──────── Given entries ────────
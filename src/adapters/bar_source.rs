//! [`BarSource`] implementations for the chart controller.
//!
//! `ReconcilingBarSource` calls the reconciliation service in-process;
//! `HttpBarSource` goes through a running `serve` instance.

use crate::domain::bar::Bar;
use crate::domain::context::PanelRequest;
use crate::domain::error::ChartError;
use crate::domain::reconcile;
use crate::domain::record::InstrumentInfo;
use crate::domain::segment::MarketSegment;
use crate::ports::chart_port::BarSource;
use crate::ports::data_port::StorePort;
use crate::ports::provider_port::ProviderPort;
use async_trait::async_trait;
use serde::Deserialize;
use std::sync::Arc;

pub struct ReconcilingBarSource {
    store: Arc<dyn StorePort>,
    provider: Option<Arc<dyn ProviderPort>>,
}

impl ReconcilingBarSource {
    pub fn new(store: Arc<dyn StorePort>, provider: Option<Arc<dyn ProviderPort>>) -> Self {
        Self { store, provider }
    }
}

#[async_trait(?Send)]
impl BarSource for ReconcilingBarSource {
    async fn fetch_bars(&self, request: &PanelRequest) -> Result<Vec<Bar>, ChartError> {
        let series = reconcile::get_bars(
            self.store.as_ref(),
            self.provider.as_deref(),
            &request.instrument,
            request.segment,
            request.bar_count(),
            chrono::Utc::now().date_naive(),
        )
        .await
        .map_err(|e| ChartError::Fetch(e.to_string()))?;
        Ok(series.bars)
    }

    async fn instrument_name(
        &self,
        instrument: &str,
        segment: MarketSegment,
    ) -> Result<Option<String>, ChartError> {
        self.store
            .fetch_instrument(instrument, segment)
            .map(|info| info.map(|i| i.display_name))
            .map_err(|e| ChartError::Fetch(e.to_string()))
    }
}

#[derive(Deserialize)]
struct Envelope<T> {
    success: bool,
    data: Option<T>,
    error: Option<String>,
}

impl<T> Envelope<T> {
    fn into_data(self) -> Result<T, ChartError> {
        match (self.success, self.data) {
            (true, Some(data)) => Ok(data),
            _ => Err(ChartError::Fetch(
                self.error.unwrap_or_else(|| "server reported failure".to_string()),
            )),
        }
    }
}

pub struct HttpBarSource {
    base_url: String,
    http: reqwest::Client,
}

impl HttpBarSource {
    pub fn new(base_url: impl Into<String>) -> Self {
        Self {
            base_url: base_url.into().trim_end_matches('/').to_string(),
            http: reqwest::Client::new(),
        }
    }
}

fn fetch_error(e: reqwest::Error) -> ChartError {
    ChartError::Fetch(e.to_string())
}

#[async_trait(?Send)]
impl BarSource for HttpBarSource {
    async fn fetch_bars(&self, request: &PanelRequest) -> Result<Vec<Bar>, ChartError> {
        let limit = request.bar_count().to_string();
        let resp = self
            .http
            .get(format!("{}/chart/bars", self.base_url))
            .query(&[
                ("instrument", request.instrument.as_str()),
                ("segment", request.segment.as_str()),
                ("limit", limit.as_str()),
                ("interval", "1d"),
            ])
            .send()
            .await
            .map_err(fetch_error)?;
        let envelope: Envelope<Vec<Bar>> = resp.json().await.map_err(fetch_error)?;
        envelope.into_data()
    }

    async fn instrument_name(
        &self,
        instrument: &str,
        segment: MarketSegment,
    ) -> Result<Option<String>, ChartError> {
        let resp = self
            .http
            .get(format!("{}/instrument", self.base_url))
            .query(&[("id", instrument), ("segment", segment.as_str())])
            .send()
            .await
            .map_err(fetch_error)?;
        if resp.status() == reqwest::StatusCode::NOT_FOUND {
            return Ok(None);
        }
        let envelope: Envelope<InstrumentInfo> = resp.json().await.map_err(fetch_error)?;
        envelope.into_data().map(|info| Some(info.display_name))
    }
}

#[cfg(all(test, feature = "sqlite"))]
mod tests {
    use super::*;
    use crate::adapters::sqlite_adapter::SqliteStore;
    use crate::domain::context::Timeframe;
    use axum::routing::get;
    use axum::{Json, Router};
    use chrono::NaiveDate;
    use serde_json::json;

    fn bar(d: u32, close: f64) -> Bar {
        Bar {
            date: NaiveDate::from_ymd_opt(2024, 3, d).unwrap(),
            open: close - 1.0,
            high: close + 1.0,
            low: close - 2.0,
            close,
            volume: Some(1000.0),
        }
    }

    #[tokio::test]
    async fn reconciling_source_reads_store_and_name() {
        let store = SqliteStore::in_memory().unwrap();
        store.initialize_schema().unwrap();
        store
            .insert_bars("TCS", MarketSegment::Nse, &[bar(1, 10.0), bar(2, 11.0)])
            .unwrap();
        store
            .insert_instrument(&InstrumentInfo {
                instrument: "TCS".into(),
                display_name: "Tata Consultancy".into(),
                sector: None,
                industry: None,
                market_cap: None,
                exchange: "NSE".into(),
            })
            .unwrap();

        let source = ReconcilingBarSource::new(Arc::new(store), None);
        let request = PanelRequest::new("TCS", MarketSegment::Nse, Timeframe::OneMonth);
        let bars = source.fetch_bars(&request).await.unwrap();
        assert_eq!(bars.len(), 2);
        assert_eq!(
            source.instrument_name("TCS", MarketSegment::Nse).await.unwrap(),
            Some("Tata Consultancy".to_string())
        );
        assert_eq!(source.instrument_name("INFY", MarketSegment::Nse).await.unwrap(), None);
    }

    #[tokio::test]
    async fn http_source_unwraps_envelopes() {
        let router = Router::new()
            .route(
                "/chart/bars",
                get(|| async {
                    Json(json!({
                        "success": true,
                        "data": [{"time": "2024-03-01", "open": 1.0, "high": 2.0, "low": 0.5, "close": 1.5}],
                        "meta": {"count": 1, "source": "database"}
                    }))
                }),
            )
            .route(
                "/instrument",
                get(|| async {
                    (
                        axum::http::StatusCode::NOT_FOUND,
                        Json(json!({"success": false, "error": "instrument not found"})),
                    )
                }),
            );
        let listener = tokio::net::TcpListener::bind("127.0.0.1:0").await.unwrap();
        let addr = listener.local_addr().unwrap();
        tokio::spawn(async move {
            axum::serve(listener, router).await.unwrap();
        });

        let source = HttpBarSource::new(format!("http://{addr}/"));
        let request = PanelRequest::new("X", MarketSegment::Us, Timeframe::OneMonth);
        let bars = source.fetch_bars(&request).await.unwrap();
        assert_eq!(bars.len(), 1);
        assert_eq!(bars[0].volume, None);
        assert_eq!(source.instrument_name("X", MarketSegment::Us).await.unwrap(), None);
    }

    #[test]
    fn failed_envelope_becomes_fetch_error() {
        let envelope: Envelope<Vec<Bar>> =
            serde_json::from_value(json!({"success": false, "error": "database unavailable"})).unwrap();
        assert_eq!(
            envelope.into_data(),
            Err(ChartError::Fetch("database unavailable".to_string()))
        );
    }
}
────────
■ Your assignment: In the records above, which lines hold the string "None"? Copy each one.

■ Task result:
            return Ok(None);
                sector: None,
                industry: None,
                market_cap: None,
        let source = ReconcilingBarSource::new(Arc::new(store), None);
        assert_eq!(source.instrument_name("INFY", MarketSegment::Nse).await.unwrap(), None);
        assert_eq!(bars[0].volume, None);
        assert_eq!(source.instrument_name("X", MarketSegment::Us).await.unwrap(), None);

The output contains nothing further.